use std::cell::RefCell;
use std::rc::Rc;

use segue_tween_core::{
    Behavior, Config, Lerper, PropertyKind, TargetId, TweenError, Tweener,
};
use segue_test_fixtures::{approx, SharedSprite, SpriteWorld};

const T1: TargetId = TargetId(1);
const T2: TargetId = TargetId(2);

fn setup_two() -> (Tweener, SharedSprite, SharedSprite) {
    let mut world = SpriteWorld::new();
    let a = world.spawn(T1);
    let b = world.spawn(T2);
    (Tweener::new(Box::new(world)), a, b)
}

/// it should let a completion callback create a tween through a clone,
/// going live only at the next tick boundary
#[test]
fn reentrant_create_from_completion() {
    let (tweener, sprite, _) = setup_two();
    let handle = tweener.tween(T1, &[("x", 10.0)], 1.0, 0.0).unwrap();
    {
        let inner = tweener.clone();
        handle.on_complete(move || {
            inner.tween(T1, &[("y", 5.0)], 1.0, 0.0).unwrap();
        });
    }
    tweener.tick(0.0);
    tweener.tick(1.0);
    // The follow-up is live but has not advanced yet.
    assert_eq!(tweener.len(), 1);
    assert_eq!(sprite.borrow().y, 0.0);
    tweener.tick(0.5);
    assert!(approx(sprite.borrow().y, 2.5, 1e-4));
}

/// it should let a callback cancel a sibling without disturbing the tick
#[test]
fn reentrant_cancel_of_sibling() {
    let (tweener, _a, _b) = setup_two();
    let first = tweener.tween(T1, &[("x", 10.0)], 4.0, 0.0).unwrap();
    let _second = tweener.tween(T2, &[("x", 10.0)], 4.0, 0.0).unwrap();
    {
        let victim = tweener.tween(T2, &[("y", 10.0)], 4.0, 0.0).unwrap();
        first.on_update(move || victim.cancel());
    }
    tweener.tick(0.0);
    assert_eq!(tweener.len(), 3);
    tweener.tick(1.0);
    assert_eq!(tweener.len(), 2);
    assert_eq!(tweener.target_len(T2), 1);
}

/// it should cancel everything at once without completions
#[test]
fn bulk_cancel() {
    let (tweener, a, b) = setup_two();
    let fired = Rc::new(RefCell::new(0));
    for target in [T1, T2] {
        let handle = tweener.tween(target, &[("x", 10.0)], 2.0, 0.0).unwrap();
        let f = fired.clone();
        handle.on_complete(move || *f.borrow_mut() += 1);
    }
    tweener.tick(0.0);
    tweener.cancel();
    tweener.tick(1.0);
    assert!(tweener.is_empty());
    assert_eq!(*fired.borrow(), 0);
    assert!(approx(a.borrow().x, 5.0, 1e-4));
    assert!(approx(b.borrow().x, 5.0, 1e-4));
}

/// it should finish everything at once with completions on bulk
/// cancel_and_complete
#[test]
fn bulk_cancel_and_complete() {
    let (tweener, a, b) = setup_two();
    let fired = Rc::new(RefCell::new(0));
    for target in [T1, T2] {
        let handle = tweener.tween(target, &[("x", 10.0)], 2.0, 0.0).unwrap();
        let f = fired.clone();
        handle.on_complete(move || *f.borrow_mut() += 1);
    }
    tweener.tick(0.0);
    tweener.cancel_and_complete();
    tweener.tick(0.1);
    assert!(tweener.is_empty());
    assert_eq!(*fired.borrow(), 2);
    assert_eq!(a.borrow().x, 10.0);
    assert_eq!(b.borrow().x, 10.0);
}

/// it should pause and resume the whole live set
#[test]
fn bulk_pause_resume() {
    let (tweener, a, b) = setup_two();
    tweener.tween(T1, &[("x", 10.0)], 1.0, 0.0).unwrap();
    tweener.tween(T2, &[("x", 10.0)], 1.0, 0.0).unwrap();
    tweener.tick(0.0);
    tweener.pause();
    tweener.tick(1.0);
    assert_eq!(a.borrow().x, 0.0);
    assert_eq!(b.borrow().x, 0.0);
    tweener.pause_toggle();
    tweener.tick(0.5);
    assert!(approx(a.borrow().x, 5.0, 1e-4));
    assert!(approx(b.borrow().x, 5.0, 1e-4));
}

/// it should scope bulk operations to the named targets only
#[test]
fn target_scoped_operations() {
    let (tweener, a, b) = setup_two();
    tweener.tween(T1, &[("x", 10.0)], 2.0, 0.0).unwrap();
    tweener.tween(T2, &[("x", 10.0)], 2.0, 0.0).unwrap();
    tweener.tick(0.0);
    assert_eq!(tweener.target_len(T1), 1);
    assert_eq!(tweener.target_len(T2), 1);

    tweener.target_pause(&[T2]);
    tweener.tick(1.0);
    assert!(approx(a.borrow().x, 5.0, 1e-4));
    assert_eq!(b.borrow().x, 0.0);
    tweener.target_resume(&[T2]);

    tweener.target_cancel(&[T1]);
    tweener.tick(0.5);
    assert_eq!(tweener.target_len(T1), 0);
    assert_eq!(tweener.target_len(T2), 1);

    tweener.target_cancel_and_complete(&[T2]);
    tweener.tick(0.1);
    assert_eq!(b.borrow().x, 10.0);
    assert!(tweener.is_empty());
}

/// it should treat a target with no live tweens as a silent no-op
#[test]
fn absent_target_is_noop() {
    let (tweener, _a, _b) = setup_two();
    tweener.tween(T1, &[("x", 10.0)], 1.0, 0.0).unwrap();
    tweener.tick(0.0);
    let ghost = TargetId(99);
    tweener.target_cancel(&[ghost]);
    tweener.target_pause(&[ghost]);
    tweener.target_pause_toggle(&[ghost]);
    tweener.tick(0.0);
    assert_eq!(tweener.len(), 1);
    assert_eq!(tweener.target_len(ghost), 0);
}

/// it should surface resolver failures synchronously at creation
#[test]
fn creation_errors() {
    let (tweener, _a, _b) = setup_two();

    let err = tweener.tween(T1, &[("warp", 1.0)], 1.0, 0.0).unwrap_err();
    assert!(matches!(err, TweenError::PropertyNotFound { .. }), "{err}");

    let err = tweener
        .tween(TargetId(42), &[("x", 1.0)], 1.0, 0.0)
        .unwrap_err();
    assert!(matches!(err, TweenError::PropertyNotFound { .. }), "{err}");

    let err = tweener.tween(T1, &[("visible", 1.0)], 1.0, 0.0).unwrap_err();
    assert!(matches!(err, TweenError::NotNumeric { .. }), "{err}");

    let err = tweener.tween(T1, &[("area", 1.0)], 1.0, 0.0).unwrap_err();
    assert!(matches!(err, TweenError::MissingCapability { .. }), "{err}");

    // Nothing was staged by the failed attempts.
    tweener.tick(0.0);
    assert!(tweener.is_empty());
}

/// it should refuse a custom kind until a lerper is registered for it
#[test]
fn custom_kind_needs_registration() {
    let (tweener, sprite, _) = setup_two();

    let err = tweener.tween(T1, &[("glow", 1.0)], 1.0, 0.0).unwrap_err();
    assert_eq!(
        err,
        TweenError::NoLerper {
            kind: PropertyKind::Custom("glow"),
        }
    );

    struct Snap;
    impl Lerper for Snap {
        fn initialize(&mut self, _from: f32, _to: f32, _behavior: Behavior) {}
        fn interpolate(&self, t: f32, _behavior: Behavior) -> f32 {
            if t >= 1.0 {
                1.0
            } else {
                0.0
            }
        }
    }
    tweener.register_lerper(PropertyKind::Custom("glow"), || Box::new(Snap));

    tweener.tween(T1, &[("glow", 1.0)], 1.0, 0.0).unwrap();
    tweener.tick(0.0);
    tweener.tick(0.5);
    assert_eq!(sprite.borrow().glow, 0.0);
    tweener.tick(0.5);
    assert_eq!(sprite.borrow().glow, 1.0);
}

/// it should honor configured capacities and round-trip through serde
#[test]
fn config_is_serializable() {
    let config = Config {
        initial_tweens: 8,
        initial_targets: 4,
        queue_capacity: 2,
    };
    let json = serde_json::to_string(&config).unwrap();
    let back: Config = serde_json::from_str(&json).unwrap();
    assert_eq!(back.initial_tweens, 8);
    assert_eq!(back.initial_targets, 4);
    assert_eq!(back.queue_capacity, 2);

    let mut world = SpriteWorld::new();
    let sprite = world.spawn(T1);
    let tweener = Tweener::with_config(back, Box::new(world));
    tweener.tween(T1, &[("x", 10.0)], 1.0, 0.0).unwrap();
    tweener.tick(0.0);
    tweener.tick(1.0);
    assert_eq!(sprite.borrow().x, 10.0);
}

* * *

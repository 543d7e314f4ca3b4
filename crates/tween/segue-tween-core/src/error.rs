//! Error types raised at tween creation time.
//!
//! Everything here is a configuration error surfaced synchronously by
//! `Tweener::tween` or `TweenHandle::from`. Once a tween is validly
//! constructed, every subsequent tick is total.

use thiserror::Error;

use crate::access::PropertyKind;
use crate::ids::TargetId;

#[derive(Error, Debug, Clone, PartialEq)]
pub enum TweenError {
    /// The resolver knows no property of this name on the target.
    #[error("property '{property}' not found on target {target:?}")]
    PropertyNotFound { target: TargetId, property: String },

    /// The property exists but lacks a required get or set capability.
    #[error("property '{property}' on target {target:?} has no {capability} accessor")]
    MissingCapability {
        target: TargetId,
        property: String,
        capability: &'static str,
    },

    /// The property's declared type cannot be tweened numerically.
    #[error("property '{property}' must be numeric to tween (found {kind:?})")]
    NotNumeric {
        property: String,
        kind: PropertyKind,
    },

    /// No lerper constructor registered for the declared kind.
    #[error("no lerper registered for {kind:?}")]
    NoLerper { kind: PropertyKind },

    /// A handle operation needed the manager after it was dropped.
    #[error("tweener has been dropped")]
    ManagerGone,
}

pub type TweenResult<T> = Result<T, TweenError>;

• _PROBLEM DESCRIPTION_
Copy only this part of the entries above: the line with "impl Lerper for", the line with "let json = serde_json::to_string(&config).unwrap();", and the lines between, all exactly as written.

• _ANSWER BELOW_
    impl Lerper for Snap {
        fn initialize(&mut self, _from: f32, _to: f32, _behavior: Behavior) {}
        fn interpolate(&self, t: f32, _behavior: Behavior) -> f32 {
            if t >= 1.0 {
                1.0
            } else {
                0.0
            }
        }
    }
    tweener.register_lerper(PropertyKind::Custom("glow"), || Box::new(Snap));

    tweener.tween(T1, &[("glow", 1.0)], 1.0, 0.0).unwrap();
    tweener.tick(0.0);
    tweener.tick(0.5);
    assert_eq!(sprite.borrow().glow, 0.0);
    tweener.tick(0.5);
    assert_eq!(sprite.borrow().glow, 1.0);
}

/// it should honor configured capacities and round-trip through serde
#[test]
fn config_is_serializable() {
    let config = Config {
        initial_tweens: 8,
        initial_targets: 4,
        queue_capacity: 2,
    };
    let json = serde_json::to_string(&config).unwrap();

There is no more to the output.